Ce disque, Third/Sister Lovers, n’a vu le jour qu’en 1978, bien après la séparation de Big Star. Cependant, ceux qui ont réussi à écouter leurs albums ont souvent formé à leur tour des groupes intégrant les leçons musicales héritées de la formation de Memphis. Des membres de R.E.M. et des Bangles se revendiquent comme des fans absolus, tandis que les Replacements ont poussé l’admiration jusqu’à enregistrer une chanson hommage sobrement intitulée Alex Chilton.

Derek and the Dominos : l’implosion avant la consécration de Layla

Même les amateurs occasionnels de rock connaissent le titre Layla. En 1970, un groupe répondant au nom de Derek and the Dominos a sorti ce qui s’avérera être son unique album studio, Layla and Other Assorted Love Songs. Outre le classique Bell Bottom Blues, toujours très diffusé à la radio, le disque a engendré le célèbre single Layla. Cette épopée musicale est finalement devenue l’une des œuvres les plus acclamées des années 70, régulièrement citée dans les palmarès et utilisée des dizaines de fois au cinéma et à la télévision.

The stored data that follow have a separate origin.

//! # External Model Loader
//!
//! Format detection, parsing of uploaded OBJ/glTF/GLB/STL bytes into a
//! [`ModelNode`] tree, and the bounding-box normalization that makes any upload
//! fit the viewer.

mod parsers;

use crate::geometry::{Aabb, Geometry};
use crate::lighting::MaterialDescription;
use glam::{Mat4, Vec3};
use std::fmt;
use std::sync::Arc;

#[derive(Debug, Clone, Copy, PartialEq, Eq, Hash)]
pub enum ModelFormat {
    Obj,
    Gltf,
    Glb,
    Stl,
}

impl ModelFormat {
    pub fn extension(self) -> &'static str {
        match self {
            ModelFormat::Obj => "obj",
            ModelFormat::Gltf => "gltf",
            ModelFormat::Glb => "glb",
            ModelFormat::Stl => "stl",
        }
    }
}

impl fmt::Display for ModelFormat {
    fn fmt(&self, f: &mut fmt::Formatter<'_>) -> fmt::Result {
        f.write_str(&self.extension().to_ascii_uppercase())
    }
}

/// Format from the file extension, case-insensitive.
pub fn detect_format(filename: &str) -> Option<ModelFormat> {
    let (_, extension) = filename.rsplit_once('.')?;
    match extension.to_ascii_lowercase().as_str() {
        "obj" => Some(ModelFormat::Obj),
        "gltf" => Some(ModelFormat::Gltf),
        "glb" => Some(ModelFormat::Glb),
        "stl" => Some(ModelFormat::Stl),
        _ => None,
    }
}

#[derive(Debug, thiserror::Error)]
pub enum ParseError {
    #[error(transparent)]
    Obj(#[from] tobj::LoadError),
    #[error(transparent)]
    Gltf(#[from] gltf::Error),
    #[error(transparent)]
    Stl(#[from] std::io::Error),
    #[error("the file contains no renderable geometry")]
    Empty,
}

#[derive(Debug, thiserror::Error)]
pub enum LoadError {
    #[error("unsupported file format: {name}")]
    UnsupportedFormat { name: String },
    #[error("failed to parse {format} model: {source}")]
    Parse {
        format: ModelFormat,
        #[source]
        source: ParseError,
    },
    #[error("parser crashed while reading {name}")]
    ParserCrashed { name: String },
}

/// One mesh of a loaded model plus the material it arrived with.
#[derive(Debug, Clone, PartialEq)]
pub struct MeshPart {
    pub name: String,
    pub geometry: Arc<Geometry>,
    pub material: MaterialDescription,
    /// The loaded material while a substitute is applied.
    stashed: Option<MaterialDescription>,
}

impl MeshPart {
    pub fn new(name: impl Into<String>, geometry: Geometry, material: MaterialDescription) -> Self {
        Self {
            name: name.into(),
            geometry: Arc::new(geometry),
            material,
            stashed: None,
        }
    }

    pub fn has_override(&self) -> bool {
        self.stashed.is_some()
    }

    /// Shows `material` instead of the loaded one. The loaded material is kept
    /// only once, however many overrides are stacked.
    pub fn override_material(&mut self, material: MaterialDescription) {
        let previous = std::mem::replace(&mut self.material, material);
        if self.stashed.is_none() {
            self.stashed = Some(previous);
        }
    }

    pub fn restore_material(&mut self) {
        if let Some(original) = self.stashed.take() {
            self.material = original;
        }
    }
}

/// Node of a loaded object graph.
#[derive(Debug, Clone, PartialEq)]
pub struct ModelNode {
    pub name: String,
    /// Local transform relative to the parent.
    pub transform: Mat4,
    pub meshes: Vec<MeshPart>,
    pub children: Vec<ModelNode>,
}

impl ModelNode {
    pub fn new(name: impl Into<String>) -> Self {
        Self {
            name: name.into(),
            transform: Mat4::IDENTITY,
            meshes: Vec::new(),
            children: Vec::new(),
        }
    }

    pub fn mesh_count(&self) -> usize {
        self.meshes.len() + self.children.iter().map(ModelNode::mesh_count).sum::<usize>()
    }

    pub fn vertex_count(&self) -> usize {
        self.meshes
            .iter()
            .map(|mesh| mesh.geometry.vertex_count())
            .sum::<usize>()
            + self.children.iter().map(ModelNode::vertex_count).sum::<usize>()
    }

    /// Bounds of every mesh with all node transforms applied.
    pub fn bounds(&self) -> Option<Aabb> {
        self.bounds_under(Mat4::IDENTITY)
    }

    fn bounds_under(&self, parent: Mat4) -> Option<Aabb> {
        let world = parent * self.transform;
        let own = self
            .meshes
            .iter()
            .filter_map(|mesh| mesh.geometry.transformed_bounds(world));
        let nested = self.children.iter().filter_map(|child| child.bounds_under(world));
        own.chain(nested).reduce(Aabb::union)
    }

    /// Visits every mesh with its accumulated world transform.
    pub fn visit_meshes<'a>(&'a self, parent: Mat4, visit: &mut dyn FnMut(&'a MeshPart, Mat4)) {
        let world = parent * self.transform;
        for mesh in &self.meshes {
            visit(mesh, world);
        }
        for child in &self.children {
            child.visit_meshes(world, visit);
        }
    }

    pub fn for_each_mesh_mut(&mut self, visit: &mut dyn FnMut(&mut MeshPart)) {
        for mesh in &mut self.meshes {
            visit(mesh);
        }
        for child in &mut self.children {
            child.for_each_mesh_mut(visit);
        }
    }

    pub fn override_materials(&mut self, material: &MaterialDescription) {
        self.for_each_mesh_mut(&mut |mesh| mesh.override_material(material.clone()));
    }

    /// Puts every loaded material back.
    pub fn restore_materials(&mut self) {
        self.for_each_mesh_mut(&mut |mesh| mesh.restore_material());
    }

    pub fn has_overrides(&self) -> bool {
        self.meshes.iter().any(MeshPart::has_override)
            || self.children.iter().any(ModelNode::has_overrides)
    }

    pub fn apply_normalization(&mut self, normalization: Normalization) {
        self.transform = normalization.matrix() * self.transform;
    }
}

/// Uniform scale and translation that fits a model into a cube of the target size
/// centered on the origin. Applied as `p * scale + translation`.
#[derive(Debug, Clone, Copy, PartialEq)]
pub struct Normalization {
    pub scale: f32,
    pub translation: Vec3,
}

impl Normalization {
    pub const IDENTITY: Normalization = Normalization {
        scale: 1.0,
        translation: Vec3::ZERO,
    };

    pub fn from_bounds(bounds: Aabb, target_size: f32) -> Self {
        let max_dimension = bounds.size().max_element();
        let scale = if max_dimension > f32::EPSILON {
            target_size / max_dimension
        } else {
            1.0
        };
        Self {
            scale,
            translation: -bounds.center() * scale,
        }
    }

    pub fn matrix(&self) -> Mat4 {
        Mat4::from_translation(self.translation) * Mat4::from_scale(Vec3::splat(self.scale))
    }
}

pub fn normalize(model: &ModelNode, target_size: f32) -> Normalization {
    model
        .bounds()
        .map(|bounds| Normalization::from_bounds(bounds, target_size))
        .unwrap_or(Normalization::IDENTITY)
}

/// Parses an uploaded file. Fails fast on an unknown extension; never returns
/// a model without geometry.
pub fn load_model(name: &str, bytes: &[u8]) -> Result<ModelNode, LoadError> {
    let format = detect_format(name).ok_or_else(|| LoadError::UnsupportedFormat {
        name: name.to_string(),
    })?;

    let parsed = match format {
        ModelFormat::Obj => parsers::parse_obj(name, bytes),
        ModelFormat::Gltf | ModelFormat::Glb => parsers::parse_gltf(name, bytes),
        ModelFormat::Stl => parsers::parse_stl(name, bytes),
    };
    let model = parsed
        .and_then(|model| {
            if model.mesh_count() == 0 || model.vertex_count() == 0 {
                Err(ParseError::Empty)
            } else {
                Ok(model)
            }
        })
        .map_err(|source| LoadError::Parse { format, source })?;

    log::info!(
        "loaded {} model '{}' ({} meshes, {} vertices)",
        format,
        name,
        model.mesh_count(),
        model.vertex_count()
    );
    Ok(model)
}

#[cfg(test)]
mod tests {
    use super::*;
    use crate::color::Rgb;
    use crate::lighting::{resolve_material, LightingModel, ShadingMode};

    const CUBE_OBJ: &str = "\
o box
v 0 0 0
v 10 0 0
v 10 2 0
v 0 2 0
v 0 0 4
v 10 0 4
v 10 2 4
v 0 2 4
f 1 2 3 4
f 5 8 7 6
f 1 5 6 2
f 2 6 7 3
f 3 7 8 4
f 5 1 4 8
";

    #[test]
    fn formats_come_from_the_extension() {
        assert_eq!(detect_format("bunny.obj"), Some(ModelFormat::Obj));
        assert_eq!(detect_format("Scene.GLTF"), Some(ModelFormat::Gltf));
        assert_eq!(detect_format("a.b.glb"), Some(ModelFormat::Glb));
        assert_eq!(detect_format("part.Stl"), Some(ModelFormat::Stl));
        assert_eq!(detect_format("scene.fbx"), None);
        assert_eq!(detect_format("noextension"), None);
    }

    #[test]
    fn unsupported_extension_fails_before_parsing() {
        let err = load_model("model.fbx", CUBE_OBJ.as_bytes()).unwrap_err();
        assert!(matches!(err, LoadError::UnsupportedFormat { name } if name == "model.fbx"));
    }

    #[test]
    fn obj_parses_into_a_default_phong_mesh() {
        let model = load_model("box.obj", CUBE_OBJ.as_bytes()).unwrap();
        assert_eq!(model.mesh_count(), 1);
        assert_eq!(model.vertex_count(), 8);
        let mesh = &model.children[0].meshes[0];
        assert_eq!(mesh.geometry.triangle_count(), 12);
        assert_eq!(mesh.geometry.normals.len(), 8);
        assert!(matches!(mesh.material.model, LightingModel::Phong { .. }));
        assert_eq!(mesh.material.color, Rgb::WHITE);
    }

    #[test]
    fn broken_obj_is_a_parse_error() {
        for source in ["v 0 0 zero\nf 1 1 1\n", "this is not a model\n", ""] {
            let err = load_model("broken.obj", source.as_bytes()).unwrap_err();
            assert!(
                matches!(err, LoadError::Parse { format: ModelFormat::Obj, .. }),
                "{:?}",
                err
            );
        }
    }

    #[test]
    fn normalization_fits_the_largest_dimension() {
        let model = load_model("box.obj", CUBE_OBJ.as_bytes()).unwrap();
        let normalization = normalize(&model, 2.0);
        assert!((normalization.scale - 0.2).abs() < 1e-6);
        let center = Vec3::new(5.0, 1.0, 2.0);
        assert!((normalization.translation - (-center * 0.2)).length() < 1e-6);

        let mut normalized = model.clone();
        normalized.apply_normalization(normalization);
        let bounds = normalized.bounds().unwrap();
        assert!(bounds.center().length() < 1e-5);
        assert!((bounds.size() - Vec3::new(2.0, 0.4, 0.8)).length() < 1e-5);
    }

    #[test]
    fn degenerate_bounds_keep_unit_scale() {
        let bounds = Aabb::new(Vec3::splat(3.0), Vec3::splat(3.0));
        let normalization = Normalization::from_bounds(bounds, 2.0);
        assert_eq!(normalization.scale, 1.0);
        assert_eq!(normalization.translation, Vec3::splat(-3.0));
    }

    #[test]
    fn overrides_restore_the_loaded_materials() {
        let mut model = load_model("box.obj", CUBE_OBJ.as_bytes()).unwrap();
        let loaded = model.clone();

        model.override_materials(&resolve_material(ShadingMode::Toon, Rgb::BLACK, None));
        model.override_materials(&resolve_material(ShadingMode::Pbr, Rgb::WHITE, None));
        assert!(model.has_overrides());
        assert!(matches!(
            model.children[0].meshes[0].material.model,
            LightingModel::Standard { .. }
        ));

        model.restore_materials();
        assert!(!model.has_overrides());
        assert_eq!(model, loaded);
    }
}
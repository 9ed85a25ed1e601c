use winit::event::WindowEvent;
use winit::window::Window;

/// Tessellated UI for one frame, ready for the GPU painter.
pub struct EguiFrameOutput {
    pub clipped_primitives: Vec<egui::ClippedPrimitive>,
    pub textures_delta: egui::TexturesDelta,
    pub pixels_per_point: f32,
    pub wants_keyboard_input: bool,
    /// egui asked for another frame before the usual cadence.
    pub repaint_requested: bool,
}

pub struct EguiHost {
    context: egui::Context,
    winit_state: egui_winit::State,
}

impl EguiHost {
    pub fn new(window: &Window) -> Self {
        let context = egui::Context::default();
        let winit_state = egui_winit::State::new(
            context.clone(),
            egui::ViewportId::ROOT,
            window,
            Some(window.scale_factor() as f32),
            None,
            None,
        );
        Self {
            context,
            winit_state,
        }
    }

    /// Feeds a window event to egui. Returns whether egui consumed it.
    pub fn on_window_event(&mut self, window: &Window, event: &WindowEvent) -> bool {
        self.winit_state.on_window_event(window, event).consumed
    }

    pub fn run_ui<F>(&mut self, window: &Window, build: F) -> EguiFrameOutput
    where
        F: FnMut(&egui::Context),
    {
        let raw_input = self.winit_state.take_egui_input(window);
        let full_output = self.context.run(raw_input, build);
        self.winit_state
            .handle_platform_output(window, full_output.platform_output);
        let pixels_per_point = full_output.pixels_per_point;
        let repaint_requested = full_output
            .viewport_output
            .get(&egui::ViewportId::ROOT)
            .is_some_and(|viewport| viewport.repaint_delay.is_zero());
        let clipped_primitives = self.context.tessellate(full_output.shapes, pixels_per_point);

        EguiFrameOutput {
            clipped_primitives,
            textures_delta: full_output.textures_delta,
            pixels_per_point,
            wants_keyboard_input: self.context.wants_keyboard_input(),
            repaint_requested,
        }
    }
}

La première partie de la chanson raconte une histoire de colère et de frustration liée à un amour non partagé, portée par les prouesses à la guitare du virtuose Eric Clapton. La seconde partie, créditée au batteur Jim Gordon, offre un morceau instrumental au piano, doux et introspectif. Pourtant, ni Bell Bottom Blues ni Layla n’ont atteint le Top 40 américain à leur sortie. Le projet a fini par s’effondrer de l’intérieur.

Lors de l’enregistrement de ce qui aurait dû être leur deuxième album, Jim Gordon a passé cinq heures à accorder sa batterie, s’attirant les foudres d’un Eric Clapton déjà passablement agacé, surtout lorsque le batteur a proposé d’accorder la guitare de ce dernier. Furieux, Eric Clapton a quitté le studio en trombe, jurant de ne plus jamais jouer avec Jim Gordon. Peu de temps après, le décès du membre Duane Allman en octobre 1971 a définitivement enterré tout espoir de reformation. Ce n’est qu’après la dissolution du groupe que Layla a entamé une nouvelle ascension dans le Hot 100, atteignant la 12e place, rencontrant enfin un public massif et recevant les louanges qu’elle méritait.